By Paul Njie and Kesah Princely
When Ngu Justance Falone was 19, her quest to assist humanity heightened. It wasn’t because she wanted the fame that came with owning an NGO, but because deep within her, there was something not going right with the way society treated the less privileged.
What motivates this young woman?
Growing up in Muea, one of the roughest neighborhoods in Buea, South West region of Cameroon, Falone despised the notion that people had about her locality. The area is largely considered an avenue for everything evil —theft, promiscuity, violence, filth, moral decadence and a high propensity of dropping out of school.
Touched by these phenomena in her area, she was poised to change the narrative. And, in 2016, it was just about time she unleashed the bombshell. The then teenage high school student launched the Child Enrichment and Future Leaders’ Association, an NGO aimed at creating awareness on the need to embrace education and lead a decent life.
As much as things went well with the foundation, there was need to restructure and re-strategize — this prompted a renaming of the organisation to Falone Foundation in early 2019. Since then, Falone Foundation has made huge impacts on the lives of Cameroonians, especially those from the crisis ravaged Anglophone minority regions.

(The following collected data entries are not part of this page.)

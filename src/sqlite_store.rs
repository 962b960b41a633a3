//! SQLite-backed [`LocalStore`].
//!
//! Requests are stored as JSON snapshots alongside a few indexed columns;
//! artifacts keep their full JSON so a round trip through the database is
//! lossless. Timestamps are RFC 3339 strings with nanosecond precision,
//! which also sort correctly as text.

use async_trait::async_trait;
use chrono::{DateTime, SecondsFormat, Utc};
use sqlx::sqlite::SqliteRow;
use sqlx::{Row, SqlitePool};

use study_harness_core::error::PersistenceError;
use study_harness_core::models::{
    ExtractionStatus, GenerationRequest, QueuedWrite, SourceDocument, StudyArtifact, SyncRecord,
    TextSegment,
};
use study_harness_core::store::LocalStore;

pub struct SqliteLocalStore {
    pool: SqlitePool,
}

impl SqliteLocalStore {
    pub fn new(pool: SqlitePool) -> Self {
        Self { pool }
    }

    pub fn pool(&self) -> &SqlitePool {
        &self.pool
    }
}

fn db_err(e: impl std::fmt::Display) -> PersistenceError {
    PersistenceError::Write(e.to_string())
}

fn ts(dt: &DateTime<Utc>) -> String {
    dt.to_rfc3339_opts(SecondsFormat::Nanos, true)
}

fn parse_ts(s: &str) -> Result<DateTime<Utc>, PersistenceError> {
    DateTime::parse_from_rfc3339(s)
        .map(|d| d.with_timezone(&Utc))
        .map_err(|e| db_err(format!("bad timestamp '{}': {}", s, e)))
}

fn document_from_row(row: &SqliteRow) -> Result<SourceDocument, PersistenceError> {
    let kind: String = row.get("kind");
    let status: String = row.get("extraction_status");
    let submitted_at: String = row.get("submitted_at");
    Ok(SourceDocument {
        id: row.get("id"),
        kind: kind.parse().map_err(db_err)?,
        payload_ref: row.get("payload_ref"),
        extraction_status: status.parse().map_err(db_err)?,
        submitted_at: parse_ts(&submitted_at)?,
    })
}

fn queued_from_row(row: &SqliteRow) -> Result<QueuedWrite, PersistenceError> {
    let enqueued_at: String = row.get("enqueued_at");
    let attempts: i64 = row.get("attempts");
    Ok(QueuedWrite {
        seq: row.get("seq"),
        artifact_id: row.get("artifact_id"),
        source_document_id: row.get("document_id"),
        enqueued_at: parse_ts(&enqueued_at)?,
        attempts: attempts as u32,
    })
}
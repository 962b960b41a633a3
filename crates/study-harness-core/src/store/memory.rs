//! In-memory store implementations for tests and ephemeral runs.
//!
//! Uses `HashMap` and `Vec` behind `std::sync::RwLock` for thread safety.
//! [`InMemoryRemoteStore`] can be switched offline or into a failing mode to
//! exercise reconciliation paths.

use std::collections::HashMap;
use std::sync::atomic::{AtomicBool, Ordering};
use std::sync::{RwLock, RwLockReadGuard, RwLockWriteGuard};

use async_trait::async_trait;
use chrono::{DateTime, Utc};

use crate::error::PersistenceError;
use crate::models::{
    ExtractionStatus, GenerationRequest, QueuedWrite, SourceDocument, StudyArtifact, SyncRecord,
    TextSegment,
};

use super::{LocalStore, RemoteStore, UpsertOutcome};

fn read<T>(lock: &RwLock<T>) -> RwLockReadGuard<'_, T> {
    lock.read().unwrap_or_else(|poisoned| poisoned.into_inner())
}

fn write<T>(lock: &RwLock<T>) -> RwLockWriteGuard<'_, T> {
    lock.write().unwrap_or_else(|poisoned| poisoned.into_inner())
}

#[derive(Default)]
struct LocalState {
    documents: HashMap<String, SourceDocument>,
    segments: HashMap<String, Vec<TextSegment>>,
    requests: HashMap<String, GenerationRequest>,
    /// Insertion order is preserved by the Vec.
    artifacts: Vec<StudyArtifact>,
    sync_records: HashMap<String, SyncRecord>,
    queue: Vec<QueuedWrite>,
    next_seq: i64,
}

/// In-memory [`LocalStore`].
#[derive(Default)]
pub struct InMemoryLocalStore {
    state: RwLock<LocalState>,
    fail_artifact_writes: AtomicBool,
    fail_sync_writes: AtomicBool,
}

impl InMemoryLocalStore {
    pub fn new() -> Self {
        Self::default()
    }

    /// Make artifact inserts fail until switched back.
    pub fn set_fail_artifact_writes(&self, fail: bool) {
        self.fail_artifact_writes.store(fail, Ordering::SeqCst);
    }

    /// Make sync record writes fail until switched back.
    pub fn set_fail_sync_writes(&self, fail: bool) {
        self.fail_sync_writes.store(fail, Ordering::SeqCst);
    }
}

#[async_trait]
impl LocalStore for InMemoryLocalStore {
    async fn upsert_document(&self, doc: &SourceDocument) -> Result<(), PersistenceError> {
        let mut state = write(&self.state);
        match state.documents.get_mut(&doc.id) {
            // Keep the original submission time and extraction status.
            Some(existing) => existing.payload_ref = doc.payload_ref.clone(),
            None => {
                state.documents.insert(doc.id.clone(), doc.clone());
            }
        }
        Ok(())
    }

    async fn get_document(&self, id: &str) -> Result<Option<SourceDocument>, PersistenceError> {
        Ok(read(&self.state).documents.get(id).cloned())
    }

    async fn set_extraction_status(
        &self,
        id: &str,
        status: ExtractionStatus,
    ) -> Result<(), PersistenceError> {
        let mut state = write(&self.state);
        let doc = state
            .documents
            .get_mut(id)
            .ok_or_else(|| PersistenceError::Write(format!("unknown document {}", id)))?;
        doc.extraction_status = status;
        Ok(())
    }

    async fn replace_segments(
        &self,
        document_id: &str,
        segments: &[TextSegment],
    ) -> Result<(), PersistenceError> {
        write(&self.state)
            .segments
            .insert(document_id.to_string(), segments.to_vec());
        Ok(())
    }

    async fn segments(&self, document_id: &str) -> Result<Vec<TextSegment>, PersistenceError> {
        let mut segs = read(&self.state)
            .segments
            .get(document_id)
            .cloned()
            .unwrap_or_default();
        segs.sort_by_key(|s| s.ordinal);
        Ok(segs)
    }

    async fn save_request(&self, request: &GenerationRequest) -> Result<(), PersistenceError> {
        write(&self.state)
            .requests
            .insert(request.request_id.clone(), request.clone());
        Ok(())
    }

    async fn get_request(&self, id: &str) -> Result<Option<GenerationRequest>, PersistenceError> {
        Ok(read(&self.state).requests.get(id).cloned())
    }

    async fn list_requests(&self, limit: usize) -> Result<Vec<GenerationRequest>, PersistenceError> {
        let mut all: Vec<GenerationRequest> = read(&self.state).requests.values().cloned().collect();
        all.sort_by(|a, b| b.updated_at.cmp(&a.updated_at));
        all.truncate(limit);
        Ok(all)
    }

    async fn insert_artifacts(&self, artifacts: &[StudyArtifact]) -> Result<usize, PersistenceError> {
        if self.fail_artifact_writes.load(Ordering::SeqCst) {
            return Err(PersistenceError::Write("artifact table is read-only".into()));
        }
        let mut state = write(&self.state);
        let mut inserted = 0;
        for artifact in artifacts {
            if state
                .artifacts
                .iter()
                .any(|a| a.artifact_id == artifact.artifact_id)
            {
                continue;
            }
            state.artifacts.push(artifact.clone());
            inserted += 1;
        }
        Ok(inserted)
    }

    async fn artifact_ids(&self, document_id: &str) -> Result<Vec<String>, PersistenceError> {
        Ok(read(&self.state)
            .artifacts
            .iter()
            .filter(|a| a.source_document_id == document_id)
            .map(|a| a.artifact_id.clone())
            .collect())
    }

    async fn get_artifact(&self, id: &str) -> Result<Option<StudyArtifact>, PersistenceError> {
        Ok(read(&self.state)
            .artifacts
            .iter()
            .find(|a| a.artifact_id == id)
            .cloned())
    }

    async fn list_artifacts(
        &self,
        document_id: &str,
    ) -> Result<Vec<StudyArtifact>, PersistenceError> {
        Ok(read(&self.state)
            .artifacts
            .iter()
            .filter(|a| a.source_document_id == document_id)
            .cloned()
            .collect())
    }

    async fn put_sync_record(&self, record: &SyncRecord) -> Result<(), PersistenceError> {
        if self.fail_sync_writes.load(Ordering::SeqCst) {
            return Err(PersistenceError::Write("sync record writes disabled".into()));
        }
        write(&self.state)
            .sync_records
            .insert(record.artifact_id.clone(), record.clone());
        Ok(())
    }

    async fn sync_record(&self, artifact_id: &str) -> Result<Option<SyncRecord>, PersistenceError> {
        Ok(read(&self.state).sync_records.get(artifact_id).cloned())
    }

    async fn enqueue(
        &self,
        artifact_id: &str,
        document_id: &str,
        now: DateTime<Utc>,
    ) -> Result<QueuedWrite, PersistenceError> {
        let mut state = write(&self.state);
        if let Some(existing) = state.queue.iter().find(|q| q.artifact_id == artifact_id) {
            return Ok(existing.clone());
        }
        state.next_seq += 1;
        let entry = QueuedWrite {
            seq: state.next_seq,
            artifact_id: artifact_id.to_string(),
            source_document_id: document_id.to_string(),
            enqueued_at: now,
            attempts: 0,
        };
        state.queue.push(entry.clone());
        Ok(entry)
    }

    async fn has_pending(&self, document_id: &str) -> Result<bool, PersistenceError> {
        Ok(read(&self.state)
            .queue
            .iter()
            .any(|q| q.source_document_id == document_id))
    }

    async fn pending(&self) -> Result<Vec<QueuedWrite>, PersistenceError> {
        Ok(read(&self.state).queue.clone())
    }

    async fn dequeue(&self, seq: i64) -> Result<(), PersistenceError> {
        write(&self.state).queue.retain(|q| q.seq != seq);
        Ok(())
    }

    async fn mark_attempt(&self, seq: i64) -> Result<(), PersistenceError> {
        let mut state = write(&self.state);
        if let Some(entry) = state.queue.iter_mut().find(|q| q.seq == seq) {
            entry.attempts += 1;
        }
        Ok(())
    }
}

/// Behaviour of [`InMemoryRemoteStore`] for subsequent calls.
#[derive(Debug, Clone, Copy, PartialEq, Eq)]
pub enum RemoteMode {
    Online,
    Offline,
    /// Reachable but rejecting writes.
    Failing,
}

struct RemoteState {
    mode: RemoteMode,
    records: HashMap<String, (u64, StudyArtifact)>,
    next_version: u64,
    /// Artifact ids in the order creates were accepted.
    write_log: Vec<String>,
}

/// In-memory [`RemoteStore`] with a switchable connectivity mode.
pub struct InMemoryRemoteStore {
    state: RwLock<RemoteState>,
}

impl InMemoryRemoteStore {
    pub fn new() -> Self {
        Self {
            state: RwLock::new(RemoteState {
                mode: RemoteMode::Online,
                records: HashMap::new(),
                next_version: 0,
                write_log: Vec::new(),
            }),
        }
    }

    pub fn set_mode(&self, mode: RemoteMode) {
        write(&self.state).mode = mode;
    }

    pub fn write_log(&self) -> Vec<String> {
        read(&self.state).write_log.clone()
    }

    pub fn len(&self) -> usize {
        read(&self.state).records.len()
    }

    pub fn is_empty(&self) -> bool {
        self.len() == 0
    }

    /// Insert a record directly, as if another device had written it.
    pub fn seed(&self, artifact: StudyArtifact) {
        let mut state = write(&self.state);
        state.next_version += 1;
        let version = state.next_version;
        state
            .records
            .insert(artifact.artifact_id.clone(), (version, artifact));
    }
}

impl Default for InMemoryRemoteStore {
    fn default() -> Self {
        Self::new()
    }
}

fn check_mode(mode: RemoteMode) -> Result<(), PersistenceError> {
    match mode {
        RemoteMode::Online => Ok(()),
        RemoteMode::Offline => Err(PersistenceError::Unavailable("remote offline".into())),
        RemoteMode::Failing => Err(PersistenceError::Write("remote rejected write".into())),
    }
}

#[async_trait]
impl RemoteStore for InMemoryRemoteStore {
    async fn upsert_if_absent(
        &self,
        artifact: &StudyArtifact,
    ) -> Result<UpsertOutcome, PersistenceError> {
        let mut state = write(&self.state);
        check_mode(state.mode)?;
        if let Some((version, _)) = state.records.get(&artifact.artifact_id) {
            return Ok(UpsertOutcome::AlreadyExists { version: *version });
        }
        state.next_version += 1;
        let version = state.next_version;
        state
            .records
            .insert(artifact.artifact_id.clone(), (version, artifact.clone()));
        state.write_log.push(artifact.artifact_id.clone());
        Ok(UpsertOutcome::Created { version })
    }

    async fn fetch_by_document(
        &self,
        source_document_id: &str,
    ) -> Result<Vec<StudyArtifact>, PersistenceError> {
        let state = read(&self.state);
        if state.mode == RemoteMode::Offline {
            return Err(PersistenceError::Unavailable("remote offline".into()));
        }
        let mut found: Vec<(u64, StudyArtifact)> = state
            .records
            .values()
            .filter(|(_, a)| a.source_document_id == source_document_id)
            .cloned()
            .collect();
        found.sort_by_key(|(v, _)| *v);
        Ok(found.into_iter().map(|(_, a)| a).collect())
    }
}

After a conflict broke out in the two Anglophone regions of the bilingual country in 2016 — the same year Falone began her humanitarian work— her zeal towards philanthropy doubled, owing to the devastating consequences of the conflict which turned violent.
The challenges she has faced
But something went wrong along the way. Deep within the ongoing socio-political upheavals, she’s been finding it difficult to organise her routine campaigns to promote education in Buea, where she began before relocating to Douala, a neighbouring Francophone city.

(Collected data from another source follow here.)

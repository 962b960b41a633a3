//! Tracing subscriber setup.
//!
//! Logs go to stderr so CLI output on stdout stays machine-readable.
//! `RUST_LOG` overrides the configured level.

use tracing_subscriber::layer::SubscriberExt;
use tracing_subscriber::util::SubscriberInitExt;
use tracing_subscriber::{fmt, EnvFilter};

use crate::config::LoggingConfig;

/// Install the global subscriber. Later calls are ignored.
pub fn init_tracing(config: &LoggingConfig) {
    let env_filter = EnvFilter::try_from_default_env()
        .unwrap_or_else(|_| EnvFilter::new(format!("{},tower_http=info", config.level)));

    let result = if config.format == "json" {
        tracing_subscriber::registry()
            .with(env_filter)
            .with(
                fmt::layer()
                    .json()
                    .with_writer(std::io::stderr)
                    .with_target(true)
                    .with_current_span(true),
            )
            .try_init()
    } else {
        tracing_subscriber::registry()
            .with(env_filter)
            .with(fmt::layer().with_writer(std::io::stderr).with_target(false))
            .try_init()
    };

    if result.is_ok() {
        tracing::debug!(level = %config.level, format = %config.format, "tracing initialized");
    }
}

Threats from Anglophone secessionist fighters who want a breakaway state called Ambazonia, have made it even more difficult for the 22 year-old. The separatists have banned all school related activities, against what they claim is a poor system of education initiated by the Francophone dominated government.

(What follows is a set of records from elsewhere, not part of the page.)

//! Content-addressed identities.
//!
//! Documents, segments and artifacts are all keyed by SHA-256 digests of
//! their content, so regenerating identical material always lands on the
//! same key and deduplication needs no mutable bookkeeping.

use sha2::{Digest, Sha256};

use crate::models::ArtifactBody;

const SEGMENT_ID_LEN: usize = 32;

fn hex_digest(hasher: Sha256) -> String {
    format!("{:x}", hasher.finalize())
}

/// Document id for uploaded bytes.
pub fn document_id_from_bytes(bytes: &[u8]) -> String {
    let mut hasher = Sha256::new();
    hasher.update(b"bytes\0");
    hasher.update(bytes);
    hex_digest(hasher)
}

/// Document id for a web page; `url` should already be canonical.
pub fn document_id_from_url(url: &str) -> String {
    let mut hasher = Sha256::new();
    hasher.update(b"url\0");
    hasher.update(url.as_bytes());
    hex_digest(hasher)
}

/// Canonical form of a URL: trimmed, scheme and host lowercased, fragment
/// removed, and a lone trailing slash on the path dropped.
pub fn canonical_url(url: &str) -> String {
    let trimmed = url.trim();
    let without_fragment = trimmed.split('#').next().unwrap_or(trimmed);
    let (scheme, rest) = match without_fragment.split_once("://") {
        Some((s, r)) => (s.to_ascii_lowercase(), r),
        None => return without_fragment.to_string(),
    };
    let (authority, tail) = match rest.find(['/', '?']) {
        Some(idx) => (&rest[..idx], &rest[idx..]),
        None => (rest, ""),
    };
    let tail = if tail == "/" { "" } else { tail };
    format!("{}://{}{}", scheme, authority.to_ascii_lowercase(), tail)
}

pub fn segment_id(document_id: &str, ordinal: u32, text: &str) -> String {
    let mut hasher = Sha256::new();
    hasher.update(document_id.as_bytes());
    hasher.update(ordinal.to_le_bytes());
    hasher.update(text.as_bytes());
    let mut id = hex_digest(hasher);
    id.truncate(SEGMENT_ID_LEN);
    id
}

const YOUTUBE_HOSTS: &[&str] = &[
    "youtube.com",
    "www.youtube.com",
    "m.youtube.com",
    "music.youtube.com",
    "youtube-nocookie.com",
    "www.youtube-nocookie.com",
    "youtu.be",
];

/// Video id of a YouTube URL (`watch?v=`, `youtu.be/`, `/embed/`, `/v/`,
/// `/e/`, `/shorts/`, `/live/`), or `None` for any other URL.
pub fn youtube_video_id(url: &str) -> Option<String> {
    let trimmed = url.trim();
    let rest = trimmed.split_once("://").map(|(_, r)| r).unwrap_or(trimmed);
    let (host, tail) = match rest.find(['/', '?', '#']) {
        Some(idx) => (&rest[..idx], &rest[idx..]),
        None => (rest, ""),
    };
    let host = host.to_ascii_lowercase();
    if !YOUTUBE_HOSTS.contains(&host.as_str()) {
        return None;
    }
    let tail = tail.split('#').next().unwrap_or("");
    let (path, query) = tail.split_once('?').unwrap_or((tail, ""));

    let candidate = if host == "youtu.be" {
        path.trim_start_matches('/').split('/').next()
    } else if path == "/watch" || path == "/watch/" {
        query
            .split('&')
            .find_map(|pair| pair.strip_prefix("v="))
    } else {
        ["/embed/", "/v/", "/e/", "/shorts/", "/live/", "/videos/"]
            .iter()
            .find_map(|prefix| path.strip_prefix(prefix))
            .and_then(|id| id.split('/').next())
    }?;

    let valid = !candidate.is_empty()
        && candidate
            .chars()
            .all(|c| c.is_ascii_alphanumeric() || c == '-' || c == '_');
    valid.then(|| candidate.to_string())
}

/// The canonical watch URL for a video id.
pub fn youtube_watch_url(video_id: &str) -> String {
    format!("https://www.youtube.com/watch?v={}", video_id)
}

/// Normalize a content field for hashing: collapse whitespace and lowercase.
fn canonical_field(s: &str) -> String {
    s.split_whitespace()
        .collect::<Vec<_>>()
        .join(" ")
        .to_lowercase()
}

/// Identity of an artifact: a pure function of its content and source document.
///
/// Fields are length-prefixed so that moving text between fields changes the
/// hash.
pub fn artifact_id(source_document_id: &str, body: &ArtifactBody) -> String {
    let mut hasher = Sha256::new();
    hasher.update(source_document_id.as_bytes());
    hasher.update([0u8]);
    hasher.update(body.artifact_type().as_str().as_bytes());

    let mut field = |value: &str| {
        let canonical = canonical_field(value);
        hasher.update((canonical.len() as u64).to_le_bytes());
        hasher.update(canonical.as_bytes());
    };

    match body {
        ArtifactBody::Flashcard { front, back } => {
            field(front);
            field(back);
        }
        ArtifactBody::QuizItem {
            question,
            choices,
            correct_index,
            ..
        } => {
            field(question);
            for choice in choices {
                field(choice);
            }
            field(&correct_index.to_string());
        }
        ArtifactBody::SummaryBlock { heading, body } => {
            field(heading);
            field(body);
        }
    }

    hex_digest(hasher)
}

“The Anglophone crisis has affected me a whole lot because, most of the activities I always carry out are in the South West, and that’s Buea. Given the fact that they [separatist fighters] said no schools should operate in the North West and South West regions, I could not donate there,” she said.
According to a recent UNHCR report, over half a million people are internally displaced in Cameroon, owing to the ongoing violence in the English speaking section of the country. The fifteen-member team of the humanitarian NGO has been able to locate and assist a few out of myriad internally displaced persons in Douala.
This young woman would not give up!
Though faced with a plethora of challenges, the dynamic enthusiasts have succeeded to visit and donate didactic material to students, organise clean-up campaigns in different orphanages and streets, as well as hold seminars to empower youth and promote sustainable development in Africa.
The Falone Foundation is gearing up for a mega project in Dschang, another Francophone town, in 2020, to provide aid to internally displaced persons despite financial constraints.
“It’s very difficult for me because the number is large and getting donors to sponsor this project is not really easy.”
Amid these challenges, the quality of her deeds to humankind has earned her foundation a nomination at the Returnees Awards 2019. But, on thing is for sure; win or lose, Falone will always derive pleasure in one thing: reaching out to the vulnerable and knowing that it meant a great deal to them.